I think that hibernation is a perfectly viable way to deal with winter. You eat a lot, hunker down in a nice cozy spot, and wake up when the joy of a green spring arrives.

That works for me.

Merriam-Webster defines hibernate: to pass the winter in a torpid or resting state; to be or become inactive or dormant.

That sounds about right.

Whether I want it to or not: winter is on the way. Fifty-five degrees at six this morning. That’s not too cold for windows to be open and going to bed last night the crisp air felt good and the sounds of the crickets are a good lullaby. Automatic windows, like the settings on the thermostat, would be good. At four a.m., they’d close and the house could warm up a bit before my feet hit the floor. If only.

Autumn and spring both seasons of anticipation. In the spring we have buds on trees and bushes and new things pushing up through the ground. The world moves from bleak and stark to full of flowers and expanding leaves. In autumn, colors turn to the deepest shades of orange, yellow, red … the leaves show off. I collect them as they fall on the ground and pick up acorns to create fall motifs on the dining room table.

But my pleasure in our eastern autumns is too short as winter sneaks in rapidly behind it. Cold, sunless days keep me inside when what I want is to be out, out in the warmth of sunshine, playing in the soil, weeding, planting, rearranging. 

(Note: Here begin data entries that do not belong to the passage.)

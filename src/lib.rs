//! Payments REST client whose every outbound call, token refreshes included, is admitted by a
//! client-side fixed-window rate limiter backed by an in-process sharded store or a Redis
//! script.

#![deny(clippy::all, missing_docs, unused_crate_dependencies)]

pub mod clock;
pub mod client;
pub mod error;
pub mod http;
pub mod obs;
pub mod ratelimit;
#[cfg(any(test, feature = "test"))]
pub mod _preludet {
	//! Convenience re-exports and limiter fixtures for tests; enabled via `cfg(test)` or the
	//! `test` crate feature.

	pub use crate::_prelude::*;

	// self
	use crate::{
		clock::MockClock,
		ratelimit::{FixedWindowConfig, FixedWindowLimiter, MemoryBackend},
	};

	/// Returns a mock clock pinned to a fixed, minute-aligned instant.
	pub fn test_clock() -> Arc<MockClock> {
		Arc::new(MockClock::new(time::macros::datetime!(2025-11-10 12:00 UTC)))
	}

	/// Builds a fixed-window limiter over a fresh [`MemoryBackend`] driven by `clock`.
	pub fn memory_limiter(
		window: Duration,
		limit: i64,
		key_prefix: &str,
		clock: Arc<MockClock>,
	) -> Arc<FixedWindowLimiter<MemoryBackend>> {
		let config = FixedWindowConfig::new(window, limit).with_key_prefix(key_prefix);

		Arc::new(FixedWindowLimiter::in_memory(config, clock))
	}
}

mod _prelude {
	pub use std::{
		collections::{BTreeMap, HashMap},
		error::Error as StdError,
		fmt::{Debug, Display, Formatter, Result as FmtResult},
		future::Future,
		pin::Pin,
		sync::Arc,
	};

	pub use async_lock::Mutex as AsyncMutex;
	pub use parking_lot::{Mutex, RwLock};
	pub use reqwest::{Client as ReqwestClient, Error as ReqwestError};
	pub use serde::{Deserialize, Serialize};
	pub use thiserror::Error as ThisError;
	pub use time::{Duration, OffsetDateTime};
	pub use url::Url;

	pub use crate::error::{Error, Result};
}

pub use reqwest;
pub use url;
#[cfg(test)] use {color_eyre as _, httpmock as _};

Ten years in sunny Montana and only one of those winters was sunless. We here in Pittsburgh seem to have more gray skies than any other. As the warmth fades, I look longingly at our deck and sigh. This summer was so full of torrents of rain and high humidity that it was the least time I’ve ever spent enjoying the deck. It’s pouring as I write this afternoon—we haven’t seen the sun for five or six days. I’d fall over in shock to be blinded by it. 

In Montana, the winter thermometer often reads cold, but the sky gives you the bright promise of a balmy sunshine on your cheeks. In western Pennsylvania, the winter gloom is more pervasive. It’s that nose-freezing, finger-hurting, can’t breathe kind of deep cold that seeps in everywhere. It makes me want a fireplace that I can dash inside to and stand before while I thaw out. I’ve been known to shed a pathetic tear or two before gearing up to shovel the sidewalks and driveway, always thankful for neighbors who notice Alex’s vehicle is missing and help me with this chore. 

Why can't humans hibernate? Ugh, #winter is coming. Click To Tweet

The version of hibernating that I get away with is to snuggle into a pile of blankets, grab a cup of tea, and lose myself in a good book. The downside of that enjoyment is that I make little effort to get out to see friends. One boring winter, I debated taking a swimming class. The thought of being out in the cold, changing clothes, getting wet, getting dressed and going back out into the cold seemed like a tad too much and I can get by with doing the doggy paddle and breaststroke, right?

Winter makes me think too much. There’s less activity, no planting, weeding, mowing, watching pretty colors grow up through the soil like what happens in the springtime. Being less active seems to make my brain work even more.

Like I need that, eh?

So hibernation. Bears do it and no one thinks they’re slackers for the habit. Can’t we humans indulge … just a little?